Big Banks and Local Real Estate

After spending a good portion of the last two days dealing with various aspects of what the modern banking and title insurance world has done to land transactions, I need to get these thoughts down while they're fresh. The cast includes glib and corporate-speak fluent title insurance folks giving powerpoint presentations on new lending disclosure rules and big multi-state banks, employees of which probably weren't born when I started searching titles.

Yesterday's presentation on new rules on real estate settlement forms exposed Congress' assumption that 5 pages of gobbledegook out of any comprehensible order is easier to understand than 2 pages, and will make for better informed borrowers.

Then all day today I was trying to get ready for a sale while seeing all sorts of new numbers getting dropped in by the distant bank a day before closing. It was about onion layers of electronic security, electronic auditing meaning that this or that item can only go on such and such a line of a settlement statement, verifying addresses because you're several time zones away, recharacterizing this or that number. To them, land transactions are about software, drop-down menus, bureaucracy and micromanaging every business partner in a world where the system has become fragmented such that no one person has any real sense of what a land sale means. The gatekeepers in this particular deal have no insight into our community- it could be Fairbanks or Vicksburg and it would make no difference.

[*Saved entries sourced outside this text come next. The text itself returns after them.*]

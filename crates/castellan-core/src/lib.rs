//! # `Castellan` Core
//!
//! Coordination primitives for a per-node database sidecar.
//!
//! This crate provides:
//! - A ledger abstraction over an eventually-consistent attribute store
//!   with a single-field compare-and-swap write
//! - The credential claim protocol that hands each instance exactly one
//!   pre-provisioned TLS bundle from a shared pool
//! - Membership directories and the ACL reconciler that keeps firewall
//!   ranges equal to the live membership set
//! - Region-aware property loading from the same ledger
//! - A single-task scheduler with seed (periodic, jittered) and
//!   non-seed (run-once) timers
//!
//! ## Startup flow
//!
//! ```text
//! CredentialClaimCoordinator::claim ──► CredentialInstaller::install
//!                                              │
//!              TaskTimer::for_role ──► spawn_task(ReconcileTask)
//!                                              │
//!                     MembershipDirectory ──► AclReconciler ──► AclProvider
//! ```

#![deny(missing_docs)]
#![warn(clippy::all, clippy::pedantic)]
#![allow(clippy::module_name_repetitions)]
// Allow missing errors doc for internal functions
#![allow(clippy::missing_errors_doc)]

pub mod acl;
pub mod claim;
pub mod credentials;
pub mod ledger;
pub mod membership;
pub mod properties;
pub mod schedule;

mod deadline;

pub use acl::{
    AccessLatch, AclError, AclProvider, AclRange, AclReconciler, PortPair, ReconcileError,
    ReconcileReport, ReconcileTask,
};
pub use claim::{ClaimError, ClaimSchema, CredentialClaimCoordinator, CredentialRecord, CredentialRefs};
pub use credentials::{CredentialInstaller, InstallError};
pub use ledger::{CasOutcome, InMemoryLedger, LedgerError, LedgerItem, LedgerQuery, LedgerScan, LedgerStore};
pub use membership::{InstanceRecord, MembershipDirectory, MembershipError};
pub use properties::{load_properties, PropertyMap, PropertySchema};
pub use schedule::{spawn_task, ScheduledTask, TaskHandle, TaskMetrics, TaskTimer};
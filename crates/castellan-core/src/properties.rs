//! # Property Loading
//!
//! Per-application key/value settings kept in a shared ledger domain.
//!
//! Rows may be scoped to a region. Resolution for the local region:
//!
//! - a row for another region is ignored
//! - a region-specific row always wins
//! - a region-less row only fills keys nothing has set yet

use std::collections::BTreeMap;
use std::time::Duration;

use serde::{Deserialize, Serialize};

use crate::ledger::{LedgerError, LedgerItem, LedgerQuery, LedgerScan, LedgerStore};

/// Field layout of the property domain.
///
/// The default domain is `InstanceProperties`, named alongside the
/// `InstanceSecurity` pool and `InstanceIdentity` membership domains.
/// Deployments with properties already stored under another domain name
/// set `domain` to that name; the attribute names are unchanged.
#[derive(Debug, Clone, PartialEq, Eq, Serialize, Deserialize)]
#[serde(default)]
pub struct PropertySchema {
    /// Ledger domain holding the properties.
    pub domain: String,
    /// Attribute naming the application.
    pub app_field: String,
    /// Attribute holding the property key.
    pub key_field: String,
    /// Attribute holding the property value.
    pub value_field: String,
    /// Attribute holding the region (blank = all regions).
    pub region_field: String,
}

impl Default for PropertySchema {
    fn default() -> Self {
        Self {
            domain: "InstanceProperties".into(),
            app_field: "appId".into(),
            key_field: "property".into(),
            value_field: "value".into(),
            region_field: "region".into(),
        }
    }
}

/// One decoded property row.
#[derive(Debug, Clone, PartialEq, Eq)]
pub struct PropertyRecord {
    /// Owning application.
    pub app_id: String,
    /// Property key.
    pub key: String,
    /// Property value.
    pub value: String,
    /// Region the row applies to, `None` for every region.
    pub region: Option<String>,
}

impl PropertyRecord {
    /// Decode a ledger item using `schema`.
    #[must_use]
    pub fn from_item(item: &LedgerItem, schema: &PropertySchema) -> Self {
        let region = item.attribute(&schema.region_field).trim();
        Self {
            app_id: item.attribute(&schema.app_field).to_string(),
            key: item.attribute(&schema.key_field).to_string(),
            value: item.attribute(&schema.value_field).to_string(),
            region: (!region.is_empty()).then(|| region.to_string()),
        }
    }
}

/// Resolved properties for one application and region.
pub type PropertyMap = BTreeMap<String, String>;

/// Fold `record` into `map` for `local_region`.
///
/// Returns `true` if the map changed.
pub fn apply_property(map: &mut PropertyMap, record: PropertyRecord, local_region: &str) -> bool {
    match record.region.as_deref() {
        Some(region) if region != local_region => false,
        Some(_) => {
            map.insert(record.key, record.value);
            true
        }
        None if map.contains_key(&record.key) => false,
        None => {
            map.insert(record.key, record.value);
            true
        }
    }
}

/// Load every property of `app_id` that applies to `region`.
///
/// # Errors
///
/// Returns the first [`LedgerError`] hit while paging.
pub async fn load_properties<S: LedgerStore>(
    store: &S,
    schema: &PropertySchema,
    app_id: &str,
    region: &str,
    call_timeout: Option<Duration>,
) -> Result<PropertyMap, LedgerError> {
    let query = LedgerQuery::new(&schema.domain).where_eq(&schema.app_field, app_id);
    let mut scan = LedgerScan::new(store, query).with_call_timeout(call_timeout);
    let mut map = PropertyMap::new();
    let mut rows = 0usize;

    while let Some(page) = scan.next_page().await? {
        for item in &page {
            rows += 1;
            let record = PropertyRecord::from_item(item, schema);
            if record.key.is_empty() {
                tracing::debug!(item = %item.name, "property row without key, skipping");
                continue;
            }
            apply_property(&mut map, record, region);
        }
    }

    tracing::info!(app_id, region, rows, loaded = map.len(), "loaded properties");
    Ok(map)
}

/// Application id for an autoscaling group name: the text before the
/// first `-`. Names without a `-`, or starting with one, are used whole,
/// so the result is never empty for a non-empty name.
#[must_use]
pub fn app_id_from_group_name(group_name: &str) -> &str {
    match group_name.find('-') {
        Some(idx) if idx > 0 => &group_name[..idx],
        _ => group_name,
    }
}
//! Membership read from an instance-identity domain in the ledger.

use std::time::Duration;

use serde::{Deserialize, Serialize};

use super::{InstanceRecord, MembershipDirectory, MembershipError};
use crate::ledger::{LedgerError, LedgerQuery, LedgerScan, LedgerStore};

/// Field layout of the instance-identity domain.
#[derive(Debug, Clone, PartialEq, Eq, Serialize, Deserialize)]
#[serde(default)]
pub struct InstanceSchema {
    /// Ledger domain holding one row per registered instance.
    pub domain: String,
    /// Attribute naming the application.
    pub app_field: String,
    /// Attribute holding the cloud instance id.
    pub instance_field: String,
    /// Attribute holding the host address.
    pub host_field: String,
    /// Attribute holding the availability zone.
    pub zone_field: String,
    /// Attribute flagging seeds (`"true"`, case-insensitive).
    pub seed_field: String,
}

impl Default for InstanceSchema {
    fn default() -> Self {
        Self {
            domain: "InstanceIdentity".into(),
            app_field: "appId".into(),
            instance_field: "instanceId".into(),
            host_field: "hostIP".into(),
            zone_field: "rack".into(),
            seed_field: "seed".into(),
        }
    }
}

/// [`MembershipDirectory`] backed by a full scan of the identity domain.
#[derive(Debug)]
pub struct LedgerDirectory<S> {
    store: S,
    schema: InstanceSchema,
    call_timeout: Option<Duration>,
}

impl<S: LedgerStore> LedgerDirectory<S> {
    /// Create a directory over `store`.
    #[must_use]
    pub fn new(store: S, schema: InstanceSchema) -> Self {
        Self {
            store,
            schema,
            call_timeout: None,
        }
    }

    /// Bound each page fetch by `limit`.
    #[must_use]
    pub fn with_call_timeout(mut self, limit: Option<Duration>) -> Self {
        self.call_timeout = limit;
        self
    }
}

impl<S: LedgerStore> MembershipDirectory for LedgerDirectory<S> {
    async fn list(&self, app_id: &str) -> Result<Vec<InstanceRecord>, MembershipError> {
        let query = LedgerQuery::new(&self.schema.domain).where_eq(&self.schema.app_field, app_id);
        let items = LedgerScan::new(&self.store, query)
            .with_call_timeout(self.call_timeout)
            .collect_all()
            .await
            .map_err(|e| match e {
                LedgerError::Timeout(d) => MembershipError::Timeout(d),
                other => MembershipError::Ledger(other),
            })?;

        let mut instances = Vec::with_capacity(items.len());
        for item in items {
            let host = item.attribute(&self.schema.host_field);
            if host.trim().is_empty() {
                tracing::warn!(item = %item.name, app_id, "identity row has no host address, skipping");
                continue;
            }
            instances.push(InstanceRecord {
                instance_id: item.attribute(&self.schema.instance_field).to_string(),
                host_address: host.trim().to_string(),
                availability_zone: item.attribute(&self.schema.zone_field).to_string(),
                is_seed: item.attribute(&self.schema.seed_field).eq_ignore_ascii_case("true"),
            });
        }
        tracing::debug!(app_id, members = instances.len(), "listed members from ledger");
        Ok(instances)
    }
}

#[cfg(test)]
mod tests {
    use super::*;
    use crate::ledger::{InMemoryLedger, LedgerItem};

    fn identity(name: &str, app: &str, host: &str, seed: &str) -> LedgerItem {
        LedgerItem::new(name)
            .with_attribute("appId", app)
            .with_attribute("instanceId", format!("i-{name}"))
            .with_attribute("hostIP", host)
            .with_attribute("rack", "us-east-1a")
            .with_attribute("seed", seed)
    }

    #[tokio::test]
    async fn test_lists_members_across_pages() {
        let ledger = InMemoryLedger::with_page_size(1);
        ledger.put_item("InstanceIdentity", identity("a", "cass", "10.0.0.1", "TRUE"));
        ledger.put_item("InstanceIdentity", identity("b", "cass", "10.0.0.2", ""));
        ledger.put_item("InstanceIdentity", identity("c", "other", "10.0.0.3", ""));

        let dir = LedgerDirectory::new(ledger, InstanceSchema::default());
        let members = dir.list("cass").await.unwrap();

        assert_eq!(members.len(), 2);
        assert_eq!(members[0].instance_id, "i-a");
        assert!(members[0].is_seed);
        assert!(!members[1].is_seed);
        assert_eq!(members[1].host_address, "10.0.0.2");
    }

    #[tokio::test]
    async fn test_skips_rows_without_host() {
        let ledger = InMemoryLedger::new();
        ledger.put_item("InstanceIdentity", identity("a", "cass", "  ", ""));
        let dir = LedgerDirectory::new(ledger, InstanceSchema::default());
        assert!(dir.list("cass").await.unwrap().is_empty());
    }

    #[tokio::test]
    async fn test_ledger_failure_maps_to_membership_error() {
        let ledger = InMemoryLedger::new();
        ledger.fail_next_selects(1);
        let dir = LedgerDirectory::new(ledger, InstanceSchema::default());
        let err = dir.list("cass").await.unwrap_err();
        assert!(matches!(err, MembershipError::Ledger(LedgerError::Transient(_))));
    }
}
impl<D: MembershipDirectory, P: AclProvider> AclReconciler<D, P> {
    /// Create a reconciler opening `latch` on the first applied change.
    #[must_use]
    pub fn new(directory: D, provider: P, latch: AccessLatch) -> Self {
        Self {
            directory,
            provider,
            latch,
            call_timeout: None,
        }
    }

    /// Bound every remote call by `limit`.
    #[must_use]
    pub fn with_call_timeout(mut self, limit: Option<Duration>) -> Self {
        self.call_timeout = limit;
        self
    }

    /// The latch opened by this reconciler.
    #[must_use]
    pub fn latch(&self) -> &AccessLatch {
        &self.latch
    }

    /// Run one reconciliation pass over `port_pairs`.
    ///
    /// # Errors
    ///
    /// - [`ReconcileError::Membership`] if the member list is unavailable
    /// - [`ReconcileError::Partial`] if any port pair failed
    pub async fn reconcile(
        &self,
        app_id: &str,
        port_pairs: &[PortPair],
    ) -> Result<ReconcileReport, ReconcileError> {
        let members = deadline::bounded(
            self.call_timeout,
            self.directory.list(app_id),
            MembershipError::Timeout,
        )
        .await?;

        let mut desired = BTreeSet::new();
        for member in &members {
            match member.host_cidr() {
                Some(cidr) => {
                    desired.insert(cidr);
                }
                None => {
                    tracing::warn!(app_id, instance = %member.instance_id, "member has no host address");
                }
            }
        }

        let mut report = ReconcileReport {
            app_id: app_id.to_string(),
            desired: desired.len(),
            outcomes: Vec::with_capacity(port_pairs.len()),
        };
        let mut failures = Vec::new();

        for &ports in port_pairs {
            let outcome = self.reconcile_pair(app_id, ports, &desired, &mut failures).await;
            report.outcomes.push(outcome);
        }

        if failures.is_empty() {
            tracing::debug!(app_id, pairs = port_pairs.len(), changed = report.changed(), "ACL pass complete");
            Ok(report)
        } else {
            Err(ReconcileError::Partial { failures, report })
        }
    }

    async fn reconcile_pair(
        &self,
        app_id: &str,
        ports: PortPair,
        desired: &BTreeSet<String>,
        failures: &mut Vec<PortPairFailure>,
    ) -> PortPairOutcome {
        let mut outcome = PortPairOutcome {
            ports,
            added: BTreeSet::new(),
            removed: BTreeSet::new(),
        };

        let current = match deadline::bounded(self.call_timeout, self.provider.list(ports), AclError::Timeout).await {
            Ok(current) => current,
            Err(error) => {
                tracing::warn!(app_id, %ports, %error, "listing ACL ranges failed");
                failures.push(PortPairFailure {
                    ports,
                    stage: ReconcileStage::List,
                    error,
                });
                return outcome;
            }
        };

        let diff = diff_ranges(desired, &current);

        if !diff.to_add.is_empty() {
            match deadline::bounded(self.call_timeout, self.provider.add(&diff.to_add, ports), AclError::Timeout).await {
                Ok(()) => {
                    tracing::info!(app_id, %ports, ranges = ?diff.to_add, "added ACL ranges");
                    self.mark_applied();
                    outcome.added = diff.to_add;
                }
                Err(error) => {
                    tracing::warn!(app_id, %ports, %error, "adding ACL ranges failed");
                    failures.push(PortPairFailure {
                        ports,
                        stage: ReconcileStage::Add,
                        error,
                    });
                }
            }
        }

        if !diff.to_remove.is_empty() {
            match deadline::bounded(
                self.call_timeout,
                self.provider.remove(&diff.to_remove, ports),
                AclError::Timeout,
            )
            .await
            {
                Ok(()) => {
                    tracing::info!(app_id, %ports, ranges = ?diff.to_remove, "removed ACL ranges");
                    self.mark_applied();
                    outcome.removed = diff.to_remove;
                }
                Err(error) => {
                    tracing::warn!(app_id, %ports, %error, "removing ACL ranges failed");
                    failures.push(PortPairFailure {
                        ports,
                        stage: ReconcileStage::Remove,
                        error,
                    });
                }
            }
        }

        outcome
    }

    fn mark_applied(&self) {
        if self.latch.open() {
            tracing::info!("network access established");
        }
    }
}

Having the tail end of one simple sale generate inbox entries that fill an entire screen, and so many steps that don't bear much relevance to the sale of a house and land, I cannot guess why the system isn't collapsing under its own bulk.

Real estate in essence is about ground, buildings, trees, stone walls, threads of streams, road frontage, granite monuments, houses, bits of barbed wire stuck in pine trees, 5/8" rebar set by surveyors. It is about what we do when we walk outside. It is about work and dirt, hills and hollows, lots in subdivisions with basketball hoops in the cul-de-sac. Land sales are about mortgages-  documents pledging land and buildings as collateral for loans to buy same. How this most basic part of our social fabric has turned into such a clumsy and inefficient, aggravating mess I do not know.

Dodd-Frank and the Consumer Financial Protection Bureau were supposed to help with the bad stuff, the really bad stuff that happened as a result of ninja loans (no income, no job, no assets), credit default swaps (a Ponzi scheme) and bond rating practices that rubber-stamped the whole works as top choice grade A real estate investments. The problems were caused by big financial institutions. The regulatory and legislative responses seem to cater to the same players, setting up the next meltdown.

Love your land. Work with a community bank or credit union. There's no place like home.

3 comments:

  1. While some regulations are essential for the rule of law to function, going overboard with regulations and analysis is counterproductive, and would dampen the business spirit. The true value of real estate lies in the "real" soil, building, and other materials in the land. The numbers crunched on a digital screen are just a representation of such values, nothing more, nothing less.